__Task inputs__:
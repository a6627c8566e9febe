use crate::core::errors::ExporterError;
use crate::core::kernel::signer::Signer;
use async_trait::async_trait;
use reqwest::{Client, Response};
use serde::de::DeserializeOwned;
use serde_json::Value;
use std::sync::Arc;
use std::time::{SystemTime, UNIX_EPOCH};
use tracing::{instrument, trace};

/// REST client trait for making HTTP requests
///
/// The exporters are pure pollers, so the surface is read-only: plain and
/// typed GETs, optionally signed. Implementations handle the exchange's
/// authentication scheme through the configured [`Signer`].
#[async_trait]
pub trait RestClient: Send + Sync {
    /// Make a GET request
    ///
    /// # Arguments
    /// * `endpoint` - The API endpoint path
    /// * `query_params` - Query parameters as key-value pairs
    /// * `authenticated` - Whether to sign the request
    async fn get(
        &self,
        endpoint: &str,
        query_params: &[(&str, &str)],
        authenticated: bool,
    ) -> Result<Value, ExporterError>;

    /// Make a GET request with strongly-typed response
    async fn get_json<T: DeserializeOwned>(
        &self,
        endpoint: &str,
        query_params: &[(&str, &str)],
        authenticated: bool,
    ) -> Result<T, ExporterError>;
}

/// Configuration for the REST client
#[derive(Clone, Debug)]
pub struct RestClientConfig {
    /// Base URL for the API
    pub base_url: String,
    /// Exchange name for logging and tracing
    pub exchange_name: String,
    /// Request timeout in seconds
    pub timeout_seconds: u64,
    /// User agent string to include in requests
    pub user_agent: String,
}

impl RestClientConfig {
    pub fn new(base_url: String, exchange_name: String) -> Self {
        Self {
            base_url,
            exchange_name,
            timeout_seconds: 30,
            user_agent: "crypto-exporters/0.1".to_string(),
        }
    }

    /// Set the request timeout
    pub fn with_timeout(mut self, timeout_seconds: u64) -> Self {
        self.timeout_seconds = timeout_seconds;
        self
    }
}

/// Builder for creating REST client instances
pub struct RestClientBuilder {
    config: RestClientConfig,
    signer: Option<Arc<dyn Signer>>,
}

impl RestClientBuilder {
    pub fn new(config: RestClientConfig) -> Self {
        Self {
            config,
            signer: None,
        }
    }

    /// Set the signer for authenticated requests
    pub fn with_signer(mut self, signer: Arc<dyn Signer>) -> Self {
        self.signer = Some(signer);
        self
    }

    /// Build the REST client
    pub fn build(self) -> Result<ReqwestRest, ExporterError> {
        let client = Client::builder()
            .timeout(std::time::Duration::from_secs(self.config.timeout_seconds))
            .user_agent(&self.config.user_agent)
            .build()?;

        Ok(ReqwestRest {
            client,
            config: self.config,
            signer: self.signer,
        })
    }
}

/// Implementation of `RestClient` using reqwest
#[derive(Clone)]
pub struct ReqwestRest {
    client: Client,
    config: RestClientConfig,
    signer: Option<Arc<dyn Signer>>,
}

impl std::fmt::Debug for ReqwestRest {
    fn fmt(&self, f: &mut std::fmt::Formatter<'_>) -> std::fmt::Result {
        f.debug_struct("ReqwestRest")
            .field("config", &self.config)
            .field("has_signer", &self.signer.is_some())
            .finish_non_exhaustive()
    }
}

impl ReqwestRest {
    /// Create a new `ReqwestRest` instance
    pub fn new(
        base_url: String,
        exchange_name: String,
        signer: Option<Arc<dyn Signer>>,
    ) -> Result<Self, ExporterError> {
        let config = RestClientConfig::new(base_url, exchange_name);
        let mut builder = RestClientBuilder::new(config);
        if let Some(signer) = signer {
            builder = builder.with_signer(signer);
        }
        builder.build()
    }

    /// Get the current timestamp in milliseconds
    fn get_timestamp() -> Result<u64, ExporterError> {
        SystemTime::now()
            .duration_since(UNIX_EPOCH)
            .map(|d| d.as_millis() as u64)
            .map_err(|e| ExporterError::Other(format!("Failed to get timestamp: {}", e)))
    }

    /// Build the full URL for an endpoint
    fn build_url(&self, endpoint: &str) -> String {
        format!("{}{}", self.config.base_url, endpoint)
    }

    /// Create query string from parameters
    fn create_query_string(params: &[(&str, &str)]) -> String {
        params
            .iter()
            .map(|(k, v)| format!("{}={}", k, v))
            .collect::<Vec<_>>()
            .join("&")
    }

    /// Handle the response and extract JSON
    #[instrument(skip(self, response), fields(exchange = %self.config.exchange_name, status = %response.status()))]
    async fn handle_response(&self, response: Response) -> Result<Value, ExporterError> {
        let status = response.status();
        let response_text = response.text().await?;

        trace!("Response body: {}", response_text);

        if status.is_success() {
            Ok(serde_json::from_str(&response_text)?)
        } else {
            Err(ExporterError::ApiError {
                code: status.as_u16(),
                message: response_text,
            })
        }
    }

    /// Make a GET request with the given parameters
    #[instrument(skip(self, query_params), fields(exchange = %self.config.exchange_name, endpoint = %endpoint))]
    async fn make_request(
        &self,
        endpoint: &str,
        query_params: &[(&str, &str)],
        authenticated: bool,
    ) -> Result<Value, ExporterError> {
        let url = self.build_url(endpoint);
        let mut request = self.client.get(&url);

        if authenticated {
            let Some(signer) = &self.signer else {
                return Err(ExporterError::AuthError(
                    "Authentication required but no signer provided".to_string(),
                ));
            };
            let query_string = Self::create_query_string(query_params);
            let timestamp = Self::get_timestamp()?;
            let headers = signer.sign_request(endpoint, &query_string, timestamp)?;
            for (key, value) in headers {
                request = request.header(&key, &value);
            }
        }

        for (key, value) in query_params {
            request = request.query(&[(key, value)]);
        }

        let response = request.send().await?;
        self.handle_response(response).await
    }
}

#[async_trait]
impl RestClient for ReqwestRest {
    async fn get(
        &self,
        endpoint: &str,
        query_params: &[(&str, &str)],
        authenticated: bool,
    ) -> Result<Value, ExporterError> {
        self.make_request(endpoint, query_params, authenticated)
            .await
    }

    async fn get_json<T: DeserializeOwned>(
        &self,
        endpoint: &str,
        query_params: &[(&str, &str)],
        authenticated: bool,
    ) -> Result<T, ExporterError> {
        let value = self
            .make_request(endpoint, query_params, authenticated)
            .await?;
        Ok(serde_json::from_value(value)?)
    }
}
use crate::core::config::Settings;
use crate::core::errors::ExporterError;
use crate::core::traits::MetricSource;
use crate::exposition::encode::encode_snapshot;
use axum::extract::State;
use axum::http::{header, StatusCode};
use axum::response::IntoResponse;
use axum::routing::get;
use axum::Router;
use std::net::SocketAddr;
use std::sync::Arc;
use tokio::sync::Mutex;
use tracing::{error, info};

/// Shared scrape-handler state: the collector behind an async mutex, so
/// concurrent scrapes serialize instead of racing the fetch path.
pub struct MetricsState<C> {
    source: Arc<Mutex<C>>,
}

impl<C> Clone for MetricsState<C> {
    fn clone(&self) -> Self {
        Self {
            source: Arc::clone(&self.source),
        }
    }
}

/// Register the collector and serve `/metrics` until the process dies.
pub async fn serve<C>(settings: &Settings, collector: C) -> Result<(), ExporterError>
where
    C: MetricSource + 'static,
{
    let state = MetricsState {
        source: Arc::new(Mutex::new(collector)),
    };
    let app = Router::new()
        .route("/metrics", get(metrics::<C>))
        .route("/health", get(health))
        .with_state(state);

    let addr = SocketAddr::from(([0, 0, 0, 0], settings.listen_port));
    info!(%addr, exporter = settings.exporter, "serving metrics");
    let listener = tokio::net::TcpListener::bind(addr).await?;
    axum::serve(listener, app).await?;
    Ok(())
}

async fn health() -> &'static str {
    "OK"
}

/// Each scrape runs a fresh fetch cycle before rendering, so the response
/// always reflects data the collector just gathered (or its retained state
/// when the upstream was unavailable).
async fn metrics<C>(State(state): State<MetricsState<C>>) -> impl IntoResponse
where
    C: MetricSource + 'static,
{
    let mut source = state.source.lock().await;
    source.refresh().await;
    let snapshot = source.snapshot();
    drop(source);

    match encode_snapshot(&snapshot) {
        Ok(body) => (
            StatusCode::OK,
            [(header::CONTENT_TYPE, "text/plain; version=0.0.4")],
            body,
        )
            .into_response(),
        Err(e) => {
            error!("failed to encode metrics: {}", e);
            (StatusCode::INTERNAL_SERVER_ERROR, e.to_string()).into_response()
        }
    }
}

...

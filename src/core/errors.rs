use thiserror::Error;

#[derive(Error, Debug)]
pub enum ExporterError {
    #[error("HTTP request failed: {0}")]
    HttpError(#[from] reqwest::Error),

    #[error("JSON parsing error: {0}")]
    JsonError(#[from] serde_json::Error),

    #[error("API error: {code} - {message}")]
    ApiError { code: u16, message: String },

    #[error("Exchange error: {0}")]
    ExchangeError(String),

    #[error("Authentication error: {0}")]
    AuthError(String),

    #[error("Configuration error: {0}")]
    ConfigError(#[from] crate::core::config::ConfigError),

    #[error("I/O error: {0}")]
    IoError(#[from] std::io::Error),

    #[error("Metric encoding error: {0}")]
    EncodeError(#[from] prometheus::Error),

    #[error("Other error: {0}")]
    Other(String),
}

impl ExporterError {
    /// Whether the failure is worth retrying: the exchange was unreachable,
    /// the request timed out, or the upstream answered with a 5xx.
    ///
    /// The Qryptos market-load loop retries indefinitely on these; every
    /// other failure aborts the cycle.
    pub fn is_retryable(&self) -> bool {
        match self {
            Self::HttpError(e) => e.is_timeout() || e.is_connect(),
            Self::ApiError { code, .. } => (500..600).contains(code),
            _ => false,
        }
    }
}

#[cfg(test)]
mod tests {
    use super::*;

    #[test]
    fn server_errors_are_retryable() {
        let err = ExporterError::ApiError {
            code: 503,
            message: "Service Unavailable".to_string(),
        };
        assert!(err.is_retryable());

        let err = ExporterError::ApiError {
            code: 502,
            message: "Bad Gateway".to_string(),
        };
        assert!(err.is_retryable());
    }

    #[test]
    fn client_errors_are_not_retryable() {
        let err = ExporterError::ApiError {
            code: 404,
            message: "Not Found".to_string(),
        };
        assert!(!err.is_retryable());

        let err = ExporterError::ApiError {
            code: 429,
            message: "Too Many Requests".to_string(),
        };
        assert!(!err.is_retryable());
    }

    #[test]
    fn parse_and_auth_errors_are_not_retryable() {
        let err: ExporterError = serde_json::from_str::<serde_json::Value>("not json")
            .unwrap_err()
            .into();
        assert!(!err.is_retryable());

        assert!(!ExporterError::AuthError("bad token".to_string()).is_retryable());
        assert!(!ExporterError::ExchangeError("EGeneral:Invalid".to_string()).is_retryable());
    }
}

__Instructions to follow__:
Return every line of the entries above that the string "collector" appears in.

__Written response__:
/// Shared scrape-handler state: the collector behind an async mutex, so
/// Register the collector and serve `/metrics` until the process dies.
pub async fn serve<C>(settings: &Settings, collector: C) -> Result<(), ExporterError>
        source: Arc::new(Mutex::new(collector)),
/// always reflects data the collector just gathered (or its retained state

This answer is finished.